Algorithm : Finding the Stock Span Using Stack

1. Stack is used to store the index of the stock prices i.e the day numbers.
List stores the stock span for each day.
2. Initialize the stock span for day 0 as 1. i.e span [ 0 ] = 1
Push the index of the first day i.e 0 into the stack. Stack [ 0 ] = 0
3. For day D from 1 upto N-1 do the following
4.       While (Stack is not Empty) and price [ D ] >= price [ stack.top ( ) ] do
stack.pop ( )
5.       If the stack is not Empty then
span [ D ] = D - stack.top ( )
6.       Else
span [ D ] = D + 1
7.       Push current day D on top of stack. i.e stack.push ( D )

Example
Stock Prices: [ 10, 4, 2, 4, 6, 8, 6, 8 ]

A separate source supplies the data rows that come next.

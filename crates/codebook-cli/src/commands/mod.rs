//! Command implementations.

pub mod init_config;
pub mod rules;
pub mod scan;

pub use self::init_config::execute_init_config;
pub use self::rules::execute_rules;
pub use self::scan::execute_scan;
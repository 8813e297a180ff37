//! Rules command implementation.

use crate::config::{MinerConfig, OutputFormat};
use crate::error::Result;
use crate::output::Formatter;
use codebook_ranker::ScoringConfig;
use codebook_taxonomy::TaxonomyConfig;
use serde::Serialize;
use tabled::{builder::Builder, settings::Style};

#[derive(Serialize)]
struct RulesView<'a> {
    taxonomy: &'a TaxonomyConfig,
    scoring: &'a ScoringConfig,
}

/// Execute the rules command.
pub fn execute_rules(config: &MinerConfig, formatter: &Formatter) -> Result<()> {
    println!("{}", render_rules(config, formatter.format())?);
    Ok(())
}

/// Render the active taxonomy and scoring rules.
pub fn render_rules(config: &MinerConfig, format: OutputFormat) -> Result<String> {
    if format == OutputFormat::Json {
        let view = RulesView {
            taxonomy: &config.taxonomy,
            scoring: &config.scoring,
        };
        return Ok(serde_json::to_string_pretty(&view)?);
    }

    let mut scoring = Builder::default();
    scoring.push_record(["Tag", "Weight", "Trigger"]);
    for rule in &config.scoring.rules {
        let mut triggers = rule.phrases.join(", ");
        if let Some(pattern) = &rule.name_pattern {
            if !triggers.is_empty() {
                triggers.push_str("; ");
            }
            triggers.push_str(&format!("name ~ {}", pattern));
        }
        scoring.push_record([rule.tag.clone(), rule.weight.to_string(), triggers]);
    }

    let mut categories = Builder::default();
    categories.push_record(["Category", "Group", "Phrases"]);
    for category in &config.taxonomy.categories {
        categories.push_record([
            category.name.clone(),
            category.group.clone(),
            category.phrases.join(", "),
        ]);
    }

    let mut scoring = scoring.build();
    scoring.with(Style::rounded());
    let mut categories = categories.build();
    categories.with(Style::rounded());

    Ok(format!(
        "Scoring rules\n{}\n\nTaxonomy categories\n{}\n\nIdentifier patterns: {}\nScan keywords: {}",
        scoring,
        categories,
        config.taxonomy.identifier_patterns.join(", "),
        config.taxonomy.search_keywords.join(", "),
    ))
}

Steps Day D Price on day D Operation Span Stack Content
1. 0 10 Initialize Base Case :
Span for day 0 would always be 1.
i.e Span [ 0 ] = 1
Base Case :
Stack [ 0 ] = 0
2. 1 4 price [ day 1 ] < price [ 0 (stack top) ]
i.e 4 < 10
Cannot pop the index of the stock price.
Calculate the span.
Span [ 1 ] = 1 - 0 = 1 Push day 1 on stack top.
Stack [ 1 ] = 1
Stack [ 0 ] = 0
3. 2 2 price [ day 2 ] < price [ 1 (stack top) ]
i.e 2 < 4
Cannot pop the index of the stock price.
Calculate the span.
Span [ 2 ] = 2 - 1 = 1 Push day 2 on stack top.
Stack [ 2 ] = 2
Stack [ 1 ] = 1
Stack [ 0 ] = 0
4. 3 4 price [ day 3 ] > price [ 2 (stack top) ]
i.e 4 > 2
Pop day 2 from the stack.
price [ day 3 ] > price [ 1 (stack top) ]
i.e 4 >= 4
Pop day 1 from the stack.
price [ day 3 ] < price [ 0 (stack top) ]
i.e 4 < 10
Cannot pop the index of the stock price.
Calculate the span.
Span [ 3 ] = 3 - 0 = 3 Push day 3 on stack top
Stack [ 1 ] = 3
Stack [ 0 ] = 0
5. 4 6 price [ day 4 ] > price [ 3 (stack top) ]
i.e 6 > 4
Pop day 3 from the stack.
price [ day 4 ] < price [ 0 (stack top) ]
i.e 6 < 10
Cannot pop the index of the stock price.
Calculate the span.
Span [ 4 ] = 4 - 0 = 4 Push day 4 on stack top
Stack [ 1 ] = 4
Stack [ 0 ] = 0
6. 5 8 price [ day 5 ] > price [ 4 (stack top) ]
i.e 8 > 6
Pop day 4 from the stack.
price [ day 5 ] < price [ 0 (stack top) ]
i.e 8 < 10
Cannot pop the index of the stock price.
Calculate the span.
Span [ 5 ] = 5 - 0 = 5 Push day 5 on stack top
Stack [ 1 ] = 5
Stack [ 0 ] = 0
7. 6 6 price [ day 6 ] < price [ 5 (stack top) ]
i.e 6 < 8
Cannot pop the index of the stock price.
Calculate the span.
Span [ 6 ] = 6 - 5 = 1 Push day 6 on stack top
Stack [ 2 ] = 6
Stack [ 1 ] = 5
Stack [ 0 ] = 0
8. 7 8 price [ day 7 ] > price [ 6 (stack top) ]
i.e 8 > 6
Pop day 6 from the stack.
price [ day 7 ] > price [ 1 (stack top) ]
i.e 8 >= 8
Pop day 5 from the stack.
price [ day 7 ] < price [ 0 (stack top) ]
i.e 8 < 10
Cannot pop the index of the stock price.
Calculate the span.
Span [ 7 ] = 7 - 0 = 7 Push day 7 on stack top
Stack [ 1 ] = 7
Stack [ 0 ] = 0

Calculated Span: [ 1, 1, 1, 3, 4, 5, 1, 7 ]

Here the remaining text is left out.